The End of the Oil Age 2011 and beyond: a reality check
Comment of the Day

December 23 2010

Commentary by Eoin Treacy

The End of the Oil Age 2011 and beyond: a reality check

Thanks for a subscriber for this Deutsche Bank report which I'm sure will be of interest to subscribers. Here is a section:
We refresh our Peak Oil Market work; spare capacity gone by 2012?
We've argued since early '08 that the oil age is ending owing to the concentration of remaining reserves into government hands, & an attendant under-investment cycle. Our focus: no supply growth + demand growth = price spikes until demand growth = 0. In this note we review 2010 vs our late 2009 thesis and focus on key changes.

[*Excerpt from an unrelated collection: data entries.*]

//! Structured severity classification.
//!
//! Analyzer JSON is decoded into private serde shapes and immediately
//! normalized into [`Finding`]s; nothing outside this module sees the raw
//! tool schema.

use crate::error::ParseError;
use serde::{Deserialize, Serialize};
use std::fmt;
use std::path::Path;

/// Contents written when a tool did not produce its structured artifact.
pub const PLACEHOLDER_ARTIFACT: &str = r#"{"results": []}"#;

#[derive(Debug, Clone, Copy, PartialEq, Eq, Hash, Serialize, Deserialize)]
pub enum Severity {
    High,
    Medium,
    Low,
    Unknown,
}

impl Severity {
    pub fn from_label(label: &str) -> Self {
        match label.trim().to_ascii_lowercase().as_str() {
            "high" => Severity::High,
            "medium" => Severity::Medium,
            "low" => Severity::Low,
            _ => Severity::Unknown,
        }
    }
}

impl fmt::Display for Severity {
    fn fmt(&self, f: &mut fmt::Formatter<'_>) -> fmt::Result {
        let label = match self {
            Severity::High => "High",
            Severity::Medium => "Medium",
            Severity::Low => "Low",
            Severity::Unknown => "Unknown",
        };
        f.write_str(label)
    }
}

#[derive(Debug, Clone, PartialEq, Eq, Serialize, Deserialize)]
pub struct Finding {
    pub description: String,
    pub severity: Severity,
    pub source_tool: String,
}

#[derive(Debug, Clone, Copy, Default, PartialEq, Eq, Serialize, Deserialize)]
pub struct SeverityCounts {
    pub high: usize,
    pub medium: usize,
    pub low: usize,
    pub unknown: usize,
}

impl SeverityCounts {
    pub fn record(&mut self, severity: Severity) {
        self.add(severity, 1);
    }

    pub fn add(&mut self, severity: Severity, n: usize) {
        match severity {
            Severity::High => self.high += n,
            Severity::Medium => self.medium += n,
            Severity::Low => self.low += n,
            Severity::Unknown => self.unknown += n,
        }
    }

    pub fn merge(&mut self, other: &SeverityCounts) {
        self.high += other.high;
        self.medium += other.medium;
        self.low += other.low;
        self.unknown += other.unknown;
    }

    pub fn from_findings(findings: &[Finding]) -> Self {
        let mut counts = Self::default();
        for finding in findings {
            counts.record(finding.severity);
        }
        counts
    }
}

/// Findings decoded from an analyzer's JSON artifact.
#[derive(Debug, Clone, Default)]
pub struct StructuredFindings {
    entries: Vec<RawEntry>,
}

impl StructuredFindings {
    pub fn len(&self) -> usize {
        self.entries.len()
    }

    pub fn is_empty(&self) -> bool {
        self.entries.is_empty()
    }
}

#[derive(Debug, Clone, Default, Deserialize)]
struct RawEntry {
    #[serde(default)]
    description: Option<String>,
    #[serde(default)]
    check: Option<String>,
    #[serde(default)]
    impact: Option<String>,
}

#[derive(Deserialize)]
struct RawDocument {
    results: Option<RawResults>,
}

// Plain list, or slither's `{"results": {"detectors": [...]}}`.
#[derive(Deserialize)]
#[serde(untagged)]
enum RawResults {
    List(Vec<RawEntry>),
    Detectors {
        #[serde(default)]
        detectors: Vec<RawEntry>,
    },
}

pub fn parse_structured_str(content: &str, path: &Path) -> Result<StructuredFindings, ParseError> {
    let document: RawDocument = serde_json::from_str(content).map_err(|source| ParseError::Malformed {
        path: path.to_path_buf(),
        source,
    })?;

    match document.results {
        Some(RawResults::List(entries)) | Some(RawResults::Detectors { detectors: entries }) => {
            Ok(StructuredFindings { entries })
        }
        None => Err(ParseError::Schema(path.to_path_buf())),
    }
}

pub fn parse_structured(path: &Path) -> Result<StructuredFindings, ParseError> {
    if !path.is_file() {
        return Err(ParseError::Missing(path.to_path_buf()));
    }
    let content = std::fs::read_to_string(path).map_err(|source| ParseError::Read {
        path: path.to_path_buf(),
        source,
    })?;
    parse_structured_str(&content, path)
}

/// Normalize structured findings. Severity comes from `impact`; anything
/// outside High/Medium/Low is `Unknown`.
pub fn classify(structured: Option<&StructuredFindings>, source_tool: &str) -> Vec<Finding> {
    let Some(structured) = structured else {
        return Vec::new();
    };

    structured
        .entries
        .iter()
        .map(|entry| {
            let description = entry
                .description
                .as_deref()
                .or(entry.check.as_deref())
                .unwrap_or("(no description)")
                .trim()
                .to_string();
            Finding {
                description,
                severity: entry.impact.as_deref().map(Severity::from_label).unwrap_or(Severity::Unknown),
                source_tool: source_tool.to_string(),
            }
        })
        .collect()
}

#[cfg(test)]
mod tests {
    use super::*;
    use std::path::PathBuf;

    fn path() -> PathBuf {
        PathBuf::from("slither-output.json")
    }

    #[test]
    fn test_plain_results_list() {
        let json = r#"{"results": [
            {"description": "Reentrancy in Vault.withdraw()", "impact": "High"},
            {"description": "Missing zero check", "impact": "Low"},
            {"description": "Pragma", "impact": "Informational"}
        ]}"#;
        let structured = parse_structured_str(json, &path()).unwrap();
        let findings = classify(Some(&structured), "slither");

        assert_eq!(findings.len(), 3);
        assert_eq!(findings[0].severity, Severity::High);
        assert_eq!(findings[1].severity, Severity::Low);
        assert_eq!(findings[2].severity, Severity::Unknown);
        assert_eq!(findings[0].source_tool, "slither");
    }

    #[test]
    fn test_slither_detectors_shape() {
        let json = r#"{"success": true, "error": null, "results": {"detectors": [
            {"check": "arbitrary-send-eth", "impact": "High", "description": "sends eth to arbitrary user\n"},
            {"check": "naming-convention", "impact": "medium"}
        ]}}"#;
        let structured = parse_structured_str(json, &path()).unwrap();
        let findings = classify(Some(&structured), "slither");

        assert_eq!(findings[0].description, "sends eth to arbitrary user");
        assert_eq!(findings[1].description, "naming-convention");
        assert_eq!(findings[1].severity, Severity::Medium);
    }

    #[test]
    fn test_placeholder_is_empty_but_valid() {
        let structured = parse_structured_str(PLACEHOLDER_ARTIFACT, &path()).unwrap();
        assert!(structured.is_empty());
    }

    #[test]
    fn test_parse_failures() {
        assert!(matches!(parse_structured_str("{not json", &path()), Err(ParseError::Malformed { .. })));
        assert!(matches!(parse_structured_str(r#"{"success": false}"#, &path()), Err(ParseError::Schema(_))));
        assert!(matches!(
            parse_structured(Path::new("/definitely/not/here.json")),
            Err(ParseError::Missing(_))
        ));
    }

    #[test]
    fn test_classify_none_is_empty() {
        assert!(classify(None, "slither").is_empty());
    }

    #[test]
    fn test_counts_from_findings() {
        let json = r#"{"results": [{"impact": "High"}, {"impact": "High"}, {"impact": "Medium"}]}"#;
        let structured = parse_structured_str(json, &path()).unwrap();
        let counts = SeverityCounts::from_findings(&classify(Some(&structured), "slither"));
        assert_eq!(counts, SeverityCounts { high: 2, medium: 1, low: 0, unknown: 0 });
    }
}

The fact that 2010 demand growth (+2.2mb/d) will likely be the second fastest for 30 years raises a red flag, especially as we work through OPEC spare capacity - prices will be spiking by 2012 if demand continues to grow at this rate.

Staring into the crystal ball
What were the main developments over 2010? In this note we run through the demand and supply side highlights, compared to our view a year ago, and look forward with a refreshed view. Demand side, we highlight the surprising demand strength of 2010, despite $80/bbl average and rising prices, and focus on the major long term drivers: US cars, Chinese cars, and Middle Eastern demand. The battle is between US efficiency growth and GDP/population-driven emerging market growth. The shift from gasoline to diesel in the mix is a major theme.

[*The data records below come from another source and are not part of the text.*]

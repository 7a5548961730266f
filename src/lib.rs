pub mod aggregate;
pub mod classifier;
pub mod config;
pub mod error;
pub mod file_discovery;
pub mod heuristics;
pub mod pipeline;
pub mod reporter;
pub mod tool;
pub mod workspace;

pub use aggregate::{AggregateComposer, AggregateReport};
pub use classifier::{Finding, Severity, SeverityCounts};
pub use config::{Config, ToolInvocationSpec, ToolRole};
pub use error::AuditError;
pub use file_discovery::{AuditTarget, TargetDiscovery};
pub use pipeline::{AuditPipeline, RunSummary, TargetAuditReport};
pub use reporter::Reporter;
pub use tool::{ToolAdapter, ToolAvailability, ToolOutcome};

pub type Result<T> = anyhow::Result<T>;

Is supply growth easy to predict because there is none? Not that simple
On the supply side, clearly Macondo was the biggest issue on the bull side for oil prices, with Iraq the obvious offset. Deepwater Gulf of Mexico will never resume its previous activity levels. We are confident of Iraqi growth, but history says we shouldn't be. Mexico has also surprised with lower declines and an opening to investment. Canada continues to do well. Global NGL growth is a major theme that is extremely hard to pin down - Eagle Ford liquids growth is hard to count.

Near term outlook - which side of 2mb/d growth in 2010 are you on?
Although our commodities team expects tamer demand growth of 1.5mb/d in 2011, we see major upside risk to this view, starting with cold winter globally. Recent backwardation and market tightening are bullish; the fundamental drivers of demand are there: DB expects a weak-ish US$ through mid-2011 and strong, 3.8% global real GDP growth. We look with interest to sub salt Brazil, Ghana, and Colombia supply growth, offset by North Sea and Mexico. OPEC seems to have moved its price target to $90/bbl at its most recent meeting with no supply raise.

Eoin Treacy's view Oil continues to extend the breakout from a more than year long range. (Also see David's comments above.) This is helping to spur interest in energy related shares and a number of those mentioned in this report were covered in Comment of the Day on December 6th.

On December 6th I concentrated on US oil companies but at least two Canadian producers are also worthy of mention. Canadian Natural Resources ranged below C$40 for a year and broke upwards earlier this month. A sustained move below that level would now be required to question medium-term upside potential.

Suncor Energy has been ranging between C$30 and C$40 for 18 months and has sustained a progression of higher reaction lows since June as it rallies towards the upper side. These would need to be taken out, with a sustained move below C$34, to question potential for continued upside with a view to a successful breakout.